A escolha de Manuel Maria Carrilho é um indicador de que o estado de graça de Sócrates não caiu do Céu. Com um pequeno passo após outro, o PM vai demonstrando sagacidade política. A melhor coisa que se pode dar a uma facção de não alinhados dentro de um partido é um desafio à beira do poder: compromete-se a facção num objectivo ambicioso, concentra-se os seus "jogos políticos" numa frente externa e ainda se sai por cima como tendo "dado" algo. Sócrates parece que "deu" a Carrilho a candidatura à Câmara Municipal de Lisboa, mas na verdade comprometeu-o com uma difícil batalha eleitoral, garantiu que ele e os seus seguidores (já terá alguns...) não se viram contra a actual liderança por estarem focalizados no potencial adversário (Santana) e ficou credor de uma benesse política. Com um plus não despiciendo: perante a ala Guterrista/Ferrista/"Socratista" do partido, Sócrates não perdeu a face porque "parece" ter escolhido Carrilho porque Ferro não quis. A única dúvida agora é o que vai ficar a fazer João Soares.

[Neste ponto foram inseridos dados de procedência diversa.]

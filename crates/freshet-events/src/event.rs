#![forbid(unsafe_code)]

use freshet_core::{MediaTime, RepresentationId, StreamFormat, TrackId};

/// Lifecycle events emitted by a segment tracker.
///
/// Events carry identifiers rather than handles: they stay meaningful for
/// the duration of the dispatch and never borrow playlist state.
#[derive(Clone, Debug, PartialEq, Eq)]
pub enum TrackerEvent {
    /// The media timeline has an explicit PTS discontinuity.
    Discontinuity { sequence: u64 },
    /// The representation skipped over unavailable segment numbers.
    SegmentGap,
    /// The tracker changed representation. `next` is `None` on teardown.
    RepresentationSwitch {
        prev: Option<RepresentationId>,
        next: Option<RepresentationId>,
    },
    /// An on-demand playlist refresh changed the representation.
    RepresentationUpdated { rep: RepresentationId },
    /// A representation can no longer be refreshed.
    RepresentationUpdateFailed { rep: RepresentationId },
    /// The probed container format changed mid-stream.
    FormatChange { format: StreamFormat },
    /// A chunk was handed to the consumer.
    SegmentChange {
        track: TrackId,
        sequence: u64,
        start: Option<MediaTime>,
        duration: MediaTime,
        display: Option<MediaTime>,
    },
    /// Buffering started or stopped for the track.
    BufferingStateUpdate { track: TrackId, enabled: bool },
    /// Buffer fill level telemetry for the track.
    BufferingLevelChange {
        track: TrackId,
        min: MediaTime,
        max: MediaTime,
        current: MediaTime,
        target: MediaTime,
    },
    /// The playback cursor was moved; `resume` is the new resume time.
    PositionChange { resume: MediaTime },
}
#![forbid(unsafe_code)]

use std::collections::VecDeque;

use bytes::Bytes;
use freshet_core::{MediaTime, StreamFormat};

use crate::position::Position;
use crate::traits::SegmentChunk;

/// A prepared chunk together with the position it was prepared for and its
/// timeline metadata. Invalid entries (no chunk) mark the end of the stream.
#[derive(Default)]
pub struct ChunkEntry {
    pub chunk: Option<Box<dyn SegmentChunk>>,
    pub pos: Position,
    pub start: Option<MediaTime>,
    pub duration: MediaTime,
    pub display: Option<MediaTime>,
}

impl ChunkEntry {
    #[must_use]
    pub fn is_valid(&self) -> bool {
        self.chunk.is_some() && self.pos.is_valid()
    }
}

/// Single-slot lookahead queue of prepared chunks.
///
/// The queue owns each enqueued chunk until it is handed to the consumer or
/// the queue is flushed; dropping the queue releases whatever is left.
#[derive(Default)]
pub(crate) struct ChunkQueue {
    entries: VecDeque<ChunkEntry>,
}

impl ChunkQueue {
    pub(crate) fn is_empty(&self) -> bool {
        self.entries.is_empty()
    }

    pub(crate) fn push_back(&mut self, entry: ChunkEntry) {
        self.entries.push_back(entry);
    }

    pub(crate) fn push_front(&mut self, entry: ChunkEntry) {
        self.entries.push_front(entry);
    }

    pub(crate) fn pop_front(&mut self) -> Option<ChunkEntry> {
        self.entries.pop_front()
    }

    /// Drop every queued entry, releasing the owned chunks.
    pub(crate) fn flush(&mut self) {
        self.entries.clear();
    }
}

/// Chunk adapter that buffers a bounded peeked prefix and replays it before
/// forwarding further reads, so the probed bytes stay readable downstream.
pub struct ProbeChunk {
    inner: Box<dyn SegmentChunk>,
    prefix: Vec<u8>,
    replayed: usize,
}

impl ProbeChunk {
    #[must_use]
    pub fn new(inner: Box<dyn SegmentChunk>) -> Self {
        ProbeChunk {
            inner,
            prefix: Vec::new(),
            replayed: 0,
        }
    }

    /// Read ahead up to `limit` bytes without consuming them.
    ///
    /// Returns whatever prefix is available; a short slice means the chunk
    /// ended early.
    pub fn peek(&mut self, limit: usize) -> &[u8] {
        while self.prefix.len() < limit {
            match self.inner.pull(limit - self.prefix.len()) {
                Some(bytes) if !bytes.is_empty() => self.prefix.extend_from_slice(&bytes),
                _ => break,
            }
        }
        &self.prefix[..self.prefix.len().min(limit)]
    }
}

impl SegmentChunk for ProbeChunk {
    fn discontinuity(&self) -> bool {
        self.inner.discontinuity()
    }

    fn discontinuity_sequence(&self) -> u64 {
        self.inner.discontinuity_sequence()
    }

    fn stream_format(&self) -> StreamFormat {
        self.inner.stream_format()
    }

    fn set_stream_format(&mut self, format: StreamFormat) {
        self.inner.set_stream_format(format);
    }

    fn content_type(&self) -> Option<&str> {
        self.inner.content_type()
    }

    fn pull(&mut self, max: usize) -> Option<Bytes> {
        if self.replayed < self.prefix.len() {
            let end = (self.replayed + max.max(1)).min(self.prefix.len());
            let bytes = Bytes::copy_from_slice(&self.prefix[self.replayed..end]);
            self.replayed = end;
            return Some(bytes);
        }
        self.inner.pull(max)
    }
}
#![forbid(unsafe_code)]

use freshet_core::RepresentationId;
use thiserror::Error;

/// Why a time-based seek could not be carried out. Tracker state is left
/// untouched in every case.
#[derive(Debug, Error, PartialEq, Eq)]
pub enum SeekError {
    #[error("no representation available for the track")]
    NoRepresentation,

    #[error("representation {0} could not be refreshed")]
    RefreshFailed(RepresentationId),

    #[error("no segment maps to the requested time")]
    TimeNotMapped,
}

Outro indicador de inteligência política foi a forma como um potencial convite para Alto Comissário da ONU surgiu como o móbil ideal para tirar da corrida presidencial um putativo candidato que toda a gente sabia, e Sócrates mais que ninguém (apesar da lealdade política), que nunca poderia ganhar a Cavaco Silva e dificilmente venceria outro candidato mediano de direita. Sócrates descartou Guterres, mas não parece tê-lo feito. Este é ainda um processo em curso, mas decerto veremos em breve quem é o candidato de Sócrates para Belém.

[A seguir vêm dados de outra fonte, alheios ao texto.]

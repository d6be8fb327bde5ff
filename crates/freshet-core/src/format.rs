#![forbid(unsafe_code)]

use std::fmt;

const TS_PACKET_LEN: usize = 188;
const TS_SYNC_BYTE: u8 = 0x47;

/// Container format of a media stream, as declared by a representation or
/// resolved by probing chunk bytes.
#[derive(Clone, Copy, Debug, Default, PartialEq, Eq, Hash)]
pub enum StreamFormat {
    /// Not yet resolved; probing may still succeed.
    #[default]
    Unknown,
    /// Resolved to something no demuxer can handle.
    Unsupported,
    Mp4,
    MpegTs,
    WebM,
    Ogg,
    WebVtt,
    Ttml,
    PackedAac,
}

impl StreamFormat {
    /// Resolve a format from the leading bytes of a chunk.
    ///
    /// The slice is the peeked prefix, not the whole chunk; detection only
    /// relies on magic bytes that fit well within a probe window.
    #[must_use]
    pub fn from_probe(data: &[u8]) -> StreamFormat {
        if data.len() >= 8 && matches!(&data[4..8], b"ftyp" | b"styp" | b"moof" | b"moov" | b"sidx")
        {
            return StreamFormat::Mp4;
        }
        if looks_like_ts(data) {
            return StreamFormat::MpegTs;
        }
        if data.starts_with(&[0x1A, 0x45, 0xDF, 0xA3]) {
            return StreamFormat::WebM;
        }
        if data.starts_with(b"OggS") {
            return StreamFormat::Ogg;
        }
        let text = strip_utf8_bom(data);
        if text.starts_with(b"WEBVTT") {
            return StreamFormat::WebVtt;
        }
        if text.starts_with(b"<?xml") || text.starts_with(b"<tt") {
            return StreamFormat::Ttml;
        }
        if data.starts_with(b"ID3") || looks_like_adts(data) {
            return StreamFormat::PackedAac;
        }
        StreamFormat::Unknown
    }

    /// Resolve a format from an HTTP content type, used as a fallback when
    /// probing is inconclusive.
    #[must_use]
    pub fn from_mime(mime: &str) -> StreamFormat {
        let essence = mime.split(';').next().unwrap_or_default().trim();
        match essence.to_ascii_lowercase().as_str() {
            "video/mp4" | "audio/mp4" | "application/mp4" => StreamFormat::Mp4,
            "video/mp2t" => StreamFormat::MpegTs,
            "video/webm" | "audio/webm" => StreamFormat::WebM,
            "audio/ogg" | "application/ogg" => StreamFormat::Ogg,
            "text/vtt" => StreamFormat::WebVtt,
            "application/ttml+xml" => StreamFormat::Ttml,
            "audio/aac" | "audio/aacp" => StreamFormat::PackedAac,
            _ => StreamFormat::Unknown,
        }
    }
}

fn looks_like_ts(data: &[u8]) -> bool {
    // One sync byte alone is too weak; require every packet boundary the
    // probe window covers to carry it, and at least two boundaries.
    if data.len() <= TS_PACKET_LEN {
        return false;
    }
    data.iter()
        .step_by(TS_PACKET_LEN)
        .take(3)
        .all(|&b| b == TS_SYNC_BYTE)
}

fn looks_like_adts(data: &[u8]) -> bool {
    data.len() >= 2 && data[0] == 0xFF && (data[1] == 0xF1 || data[1] == 0xF9)
}

fn strip_utf8_bom(data: &[u8]) -> &[u8] {
    data.strip_prefix(&[0xEF, 0xBB, 0xBF]).unwrap_or(data)
}

impl fmt::Display for StreamFormat {
    fn fmt(&self, f: &mut fmt::Formatter<'_>) -> fmt::Result {
        let name = match self {
            StreamFormat::Unknown => "unknown",
            StreamFormat::Unsupported => "unsupported",
            StreamFormat::Mp4 => "mp4",
            StreamFormat::MpegTs => "mpegts",
            StreamFormat::WebM => "webm",
            StreamFormat::Ogg => "ogg",
            StreamFormat::WebVtt => "webvtt",
            StreamFormat::Ttml => "ttml",
            StreamFormat::PackedAac => "packed-aac",
        };
        f.write_str(name)
    }
}

#[cfg(test)]
mod tests {
    use rstest::rstest;

    use super::*;

    fn ts_payload(packets: usize) -> Vec<u8> {
        let mut data = vec![0u8; packets * TS_PACKET_LEN];
        for boundary in data.iter_mut().step_by(TS_PACKET_LEN) {
            *boundary = TS_SYNC_BYTE;
        }
        data
    }

    #[rstest]
    #[case(b"\x00\x00\x00\x20ftypisom....".to_vec(), StreamFormat::Mp4)]
    #[case(b"\x00\x00\x00\x18stypmsdh....".to_vec(), StreamFormat::Mp4)]
    #[case(b"\x00\x00\x01\x00moof........".to_vec(), StreamFormat::Mp4)]
    #[case(b"\x1A\x45\xDF\xA3webmwebm".to_vec(), StreamFormat::WebM)]
    #[case(b"OggS\x00\x02....".to_vec(), StreamFormat::Ogg)]
    #[case(b"WEBVTT\n\n00:00.000".to_vec(), StreamFormat::WebVtt)]
    #[case(b"\xEF\xBB\xBFWEBVTT\n".to_vec(), StreamFormat::WebVtt)]
    #[case(b"<?xml version=\"1.0\"?><tt>".to_vec(), StreamFormat::Ttml)]
    #[case(b"ID3\x04\x00\x00\x00\x00\x00\x00".to_vec(), StreamFormat::PackedAac)]
    #[case(b"\xFF\xF1\x50\x80\x00\x1F\xFC".to_vec(), StreamFormat::PackedAac)]
    #[case(ts_payload(3), StreamFormat::MpegTs)]
    #[case(b"garbage bytes".to_vec(), StreamFormat::Unknown)]
    #[case(Vec::new(), StreamFormat::Unknown)]
    fn probe_resolves_magic_bytes(#[case] data: Vec<u8>, #[case] expected: StreamFormat) {
        assert_eq!(StreamFormat::from_probe(&data), expected);
    }

    #[test]
    fn single_sync_byte_is_not_transport_stream() {
        // A lone 0x47 with no second packet boundary must not match.
        let data = vec![TS_SYNC_BYTE; 10];
        assert_eq!(StreamFormat::from_probe(&data), StreamFormat::Unknown);
    }

    #[rstest]
    #[case("video/mp4", StreamFormat::Mp4)]
    #[case("audio/MP4", StreamFormat::Mp4)]
    #[case("video/mp2t", StreamFormat::MpegTs)]
    #[case("video/mp2t; charset=binary", StreamFormat::MpegTs)]
    #[case("text/vtt", StreamFormat::WebVtt)]
    #[case("application/ttml+xml", StreamFormat::Ttml)]
    #[case("audio/aac", StreamFormat::PackedAac)]
    #[case("audio/webm", StreamFormat::WebM)]
    #[case("application/octet-stream", StreamFormat::Unknown)]
    #[case("", StreamFormat::Unknown)]
    fn mime_fallback_resolves_content_types(#[case] mime: &str, #[case] expected: StreamFormat) {
        assert_eq!(StreamFormat::from_mime(mime), expected);
    }
}
#![forbid(unsafe_code)]

/// Tracker tuning knobs.
#[derive(Clone, Debug)]
pub struct TrackerOptions {
    /// Upper bound on the bytes peeked when probing a chunk of unknown
    /// container format. Needs to cover the magic bytes of every supported
    /// container, including a couple of transport-stream packets.
    pub probe_window: usize,
}

impl Default for TrackerOptions {
    fn default() -> Self {
        TrackerOptions { probe_window: 8192 }
    }
}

Ou seja, Sócrates parece pairar acima de todas as questiúnculas sem nelas se imiscuir. Mas a verdade é que, por artes mágicas, vai levando a água ao seu moinho e prolongando o estado de graça à conta da inteligência. Cavaco também era assim, naquela que, como certamente já muita gente reparou, está longe de ser a única semelhança entre os dois (assunto para retomar mais tarde).

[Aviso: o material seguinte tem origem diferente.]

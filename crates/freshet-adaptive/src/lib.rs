#![forbid(unsafe_code)]

//! Segment tracker core of the freshet adaptive streaming client.
//!
//! For a single track, [`SegmentTracker`] advances through the segment
//! sequence of one of several interchangeable representations, consults the
//! adaptation policy for switches, materialises segments into probed chunks
//! for the downstream demuxer, and broadcasts lifecycle events to its
//! listeners. Playlist parsing, transport, demuxing and the policies
//! themselves live behind the traits in this crate.

mod chunk;
mod error;
mod options;
mod position;
mod sync;
pub mod testing;
mod tracker;
mod traits;

pub use chunk::{ChunkEntry, ProbeChunk};
pub use error::SeekError;
pub use options::TrackerOptions;
pub use position::Position;
pub use sync::{StreamTimes, SynchronizationReference, SynchronizationReferences};
pub use tracker::SegmentTracker;
pub use traits::{
    AdaptationLogic, AdaptationSet, BufferingLogic, CodecDescription, ConnectionManager,
    MediaSegment, MediaSegmentLookup, PlaybackRange, Representation, RepresentationRef,
    SegmentChunk, SegmentRef, SegmentTiming, SharedResources,
};

pub use freshet_core::{MediaTime, RepresentationId, StreamFormat, StreamRole, TrackId};
pub use freshet_events::{EventBus, EventSink, TrackerEvent};
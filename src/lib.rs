//! Multi-Tier Cache Engine
//!
//! A single key/value contract over many backing stores of varying speed
//! and capacity:
//! - **In-process tiers**: Moka, a lock-striped map, `DashMap`, `quick_cache`
//! - **Shared-memory tiers**: per-entry segments and memory-mapped files
//! - **Network tiers**: Redis and Memcached over bounded connection pools
//! - **On-disk tier**: expiry-prefixed cache files with atomic writes
//!
//! Reads scan the available tiers in priority order and transparently
//! promote hits toward the faster tiers; writes fan out across every
//! usable tier; a health monitor demotes failing tiers and restores them
//! when probes pass again. Backends that lack native TTL get a uniform
//! expiration discipline (an `expires_at` prefix plus a sweep).
//!
//! The engine is synchronous: blocking points are network I/O, file I/O,
//! advisory file locks, and pool acquisition. It is safe to share one
//! engine handle across threads; wrap calls in your own task layer if you
//! need an async surface.
//!
//! # Quick start
//!
//! ```rust,no_run
//! use std::time::Duration;
//! use stratacache::{CacheEngineBuilder, Tier};
//!
//! fn main() -> Result<(), stratacache::CacheError> {
//!     let engine = CacheEngineBuilder::new()
//!         .with_prefix("app:")
//!         .build()?;
//!
//!     engine.set("user:42", b"alice", Duration::from_secs(3600))?;
//!     if let Some(value) = engine.get("user:42")? {
//!         println!("cached: {}", String::from_utf8_lossy(&value));
//!     }
//!
//!     // Tier-scoped access and status.
//!     let tiers = engine.get_available_tiers();
//!     println!("available tiers: {tiers:?}");
//!     println!("stats: {:?}", engine.get_stats());
//!
//!     engine.close();
//!     Ok(())
//! }
//! ```
//!
//! # Failure semantics
//!
//! A single tier failing never fails a `get` — the scan continues. A `set`
//! succeeds when any tier accepted the write (partial success). `delete`
//! and `clear` are strict: one real error fails the operation. Adapter
//! errors become [`CacheError`] values, never panics, and the most recent
//! one is kept for [`CacheEngine::get_last_error`].

pub mod adapters;
pub mod builder;
pub mod config;
pub mod engine;
pub mod error;
pub mod health;
pub mod keys;
pub mod pool;
pub mod registry;
pub mod tier;

pub use builder::CacheEngineBuilder;
pub use config::{
    EngineConfig, FileConfig, HashAlgorithm, HealthConfig, KeyConfig, MemoryConfig, MmapConfig,
    NetworkConfig, PoolConfig, ShmConfig,
};
pub use engine::{
    BatchSummary, CacheEngine, EnginePhase, EngineStats, PROMOTION_TTL, TierBatchReport,
    TierStatus,
};
pub use error::{CacheError, CacheResult};
pub use health::{HealthMonitor, HealthVerdict, MonitoringStats};
pub use keys::KeyManager;
pub use pool::{ConnectionPool, Connector, PoolStats, PooledConn};
pub use registry::{TierRegistry, TierState};
pub use tier::{Tier, TierKind};
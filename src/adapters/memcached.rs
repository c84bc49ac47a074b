//! Memcached network tier over pooled clients.
//!
//! Memcached cannot introspect remaining TTLs, so hits report
//! `remaining_ttl: None` and promotion falls back to its default bound.
//! It cannot enumerate keys either: `clear` deletes the keys this engine
//! instance has written (tracked in an in-engine index) and leaves anything
//! older to expire naturally, rather than flushing the whole server.

use std::sync::Arc;
use std::sync::atomic::{AtomicU64, Ordering};
use std::time::Duration;

use dashmap::DashMap;
use tracing::{debug, info};

use crate::adapters::{Hit, TierAdapter, TierStats};
use crate::config::NetworkConfig;
use crate::error::{CacheError, CacheResult};
use crate::keys::KeyManager;
use crate::pool::{ConnectionPool, Connector, PooledConn, PoolStats};
use crate::tier::Tier;

/// Opens Memcached clients for the pool. Each pooled "connection" is one
/// client bound to a single server socket.
pub struct MemcachedConnector {
    url: String,
}

impl Connector for MemcachedConnector {
    type Conn = memcache::Client;

    fn backend(&self) -> &'static str {
        "memcached"
    }

    fn connect(&self) -> CacheResult<memcache::Client> {
        let client = memcache::connect(self.url.as_str())?;
        // Round-trip the version command so a dead server fails here, not
        // on the first cache operation.
        client.version()?;
        Ok(client)
    }

    fn ping(&self, conn: &mut memcache::Client) -> bool {
        conn.version().is_ok()
    }
}

/// Memcached tier.
pub struct MemcachedAdapter {
    keys: Arc<KeyManager>,
    pool: ConnectionPool<MemcachedConnector>,
    /// Caller keys written through this instance; the only handle a
    /// namespace-scoped clear has on an enumeration-less backend.
    written: DashMap<String, ()>,
    hits: AtomicU64,
    misses: AtomicU64,
    sets: AtomicU64,
}

impl MemcachedAdapter {
    /// Create the Memcached tier. No connection is opened until the first
    /// probe or operation.
    #[must_use]
    pub fn new(keys: Arc<KeyManager>, config: &NetworkConfig) -> Self {
        let url = format!(
            "memcache://{host}:{port}?timeout={timeout}&tcp_nodelay=true",
            host = config.host,
            port = config.port,
            timeout = config.read_timeout_seconds.max(1)
        );
        info!(url = %url, "[memcached] tier configured");
        Self {
            keys,
            pool: ConnectionPool::new(MemcachedConnector { url }, config),
            written: DashMap::new(),
            hits: AtomicU64::new(0),
            misses: AtomicU64::new(0),
            sets: AtomicU64::new(0),
        }
    }

    /// Pool occupancy for status reporting.
    #[must_use]
    pub fn pool_stats(&self) -> PoolStats {
        self.pool.stats()
    }

    fn fail(conn: PooledConn<'_, MemcachedConnector>, err: memcache::MemcacheError) -> CacheError {
        let mapped: CacheError = err.into();
        if matches!(
            mapped,
            CacheError::ConnectionLost(_) | CacheError::ConnectionTimeout(_) | CacheError::Io(_)
        ) {
            conn.discard();
        }
        mapped
    }
}

impl TierAdapter for MemcachedAdapter {
    fn tier(&self) -> Tier {
        Tier::Memcached
    }

    fn probe(&self) -> CacheResult<()> {
        self.pool.warm_up()?;
        let conn = self.pool.acquire()?;
        match conn.version() {
            Ok(_) => Ok(()),
            Err(err) => Err(Self::fail(conn, err)),
        }
    }

    fn get(&self, key: &str) -> CacheResult<Option<Hit>> {
        let local = self.keys.tier_key(key, Tier::Memcached)?;
        let conn = self.pool.acquire()?;
        match conn.get::<Vec<u8>>(&local) {
            Ok(Some(value)) => {
                self.hits.fetch_add(1, Ordering::Relaxed);
                Ok(Some(Hit {
                    value,
                    remaining_ttl: None,
                }))
            }
            Ok(None) => {
                self.misses.fetch_add(1, Ordering::Relaxed);
                Ok(None)
            }
            Err(err) => Err(Self::fail(conn, err)),
        }
    }

    fn set(&self, key: &str, value: &[u8], ttl: Duration) -> CacheResult<()> {
        let local = self.keys.tier_key(key, Tier::Memcached)?;
        let expiration = u32::try_from(ttl.as_secs()).unwrap_or(u32::MAX);
        let conn = self.pool.acquire()?;
        match conn.set(&local, value, expiration) {
            Ok(()) => {
                self.written.insert(key.to_string(), ());
                self.sets.fetch_add(1, Ordering::Relaxed);
                debug!(key = %key, ttl_secs = %ttl.as_secs(), "[memcached] cached key");
                Ok(())
            }
            Err(err) => Err(Self::fail(conn, err)),
        }
    }

    fn delete(&self, key: &str) -> CacheResult<()> {
        let local = self.keys.tier_key(key, Tier::Memcached)?;
        self.written.remove(key);
        let conn = self.pool.acquire()?;
        match conn.delete(&local) {
            // false just means the key was already gone.
            Ok(_) => Ok(()),
            Err(err) => Err(Self::fail(conn, err)),
        }
    }

    fn clear(&self) -> CacheResult<()> {
        let keys: Vec<String> = self.written.iter().map(|e| e.key().clone()).collect();
        let conn = self.pool.acquire()?;
        for key in &keys {
            let local = self.keys.tier_key(key, Tier::Memcached)?;
            if let Err(err) = conn.delete(&local) {
                return Err(Self::fail(conn, err));
            }
        }
        self.written.clear();
        debug!(count = keys.len(), "[memcached] cleared tracked keys");
        Ok(())
    }

    fn stats(&self) -> TierStats {
        TierStats {
            entries: Some(self.written.len() as u64),
            bytes: None,
            hits: self.hits.load(Ordering::Relaxed),
            misses: self.misses.load(Ordering::Relaxed),
            sets: self.sets.load(Ordering::Relaxed),
        }
    }

    fn reap_idle(&self) -> usize {
        self.pool.reap_idle()
    }

    fn close(&self) {
        self.written.clear();
        self.pool.close_all();
    }
}

#[cfg(test)]
mod tests {
    use super::*;
    use crate::config::EngineConfig;

    fn adapter(config: &NetworkConfig) -> MemcachedAdapter {
        let engine_config = EngineConfig::default();
        let scopes = Tier::ALL
            .into_iter()
            .map(|t| (t, engine_config.tier_scope(t)))
            .collect();
        let keys = Arc::new(KeyManager::new(
            &engine_config.keys,
            engine_config.namespace(),
            scopes,
        ));
        MemcachedAdapter::new(keys, config)
    }

    #[test]
    fn probe_fails_fast_against_dead_backend() {
        let mut config = NetworkConfig::memcached_defaults();
        config.port = 1;
        config.retry_attempts = 0;
        config.connect_timeout_seconds = 1;
        let memcached = adapter(&config);
        assert!(memcached.probe().is_err());
    }

    #[test]
    #[ignore = "requires a local memcached server"]
    fn round_trip_against_live_memcached() {
        let memcached = adapter(&NetworkConfig::memcached_defaults());
        memcached.probe().expect("probe");

        memcached
            .set("it:mc:rt", b"alice", Duration::from_secs(60))
            .expect("set");
        let hit = memcached.get("it:mc:rt").expect("get").expect("hit");
        assert_eq!(hit.value, b"alice");
        assert_eq!(hit.remaining_ttl, None);

        memcached.delete("it:mc:rt").expect("delete");
        assert!(memcached.get("it:mc:rt").expect("get").is_none());
    }
}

Se Marques Mendes for inteligente a ler a estratégia política de Sócrates (só com uma grande surpresa Meneses terá hipóteses), fará um plágio da mesma. O maior problema do PSD actualmente chama-se Santana Lopes. Se não puder ser mais, PSL quer chegar à data das eleições como recandidato a Lisboa. Se Marques Mendes lhe der isso, arrisca-se seriamente a perder Lisboa (só não o aposto porque na verdade Carrilho é uma incógnita), mas tira do caminho o incómodo PSL pelo mesmo "mecanismo político" que Sócrates usou para remover o potencialmente crítico Carrilho: dando-lhe um desafio, uma responsabilidade e um inimigo externo. Se Marques Mendes não der a Santana Lopes a candidatura a Lisboa (como certamente é sua tentação), então talvez assegure a Câmara ("talvez" porque Carrilho contra Carmona é incógnita contra incógnita), mas de certeza que tem manobras subterrâneas até às presidenciais minando a sua liderança e, sobretudo, minando a candidatura presidencial de Cavaco com o mesmo afã com que Santana acha que Cavaco minou o seu governo. A opção mais inteligente parece por demais evidente: arriscar perder um dedo (Lisboa) para garantir preservar a mão (a presidência de Cavaco, uma liderança partidária estável e, talvez, um "económico" controlo das ondas de choque eleitorais do terramoto político que foram as legislativas). Resta saber se Marques Mendes estará, também ele, em "estado de inteligência".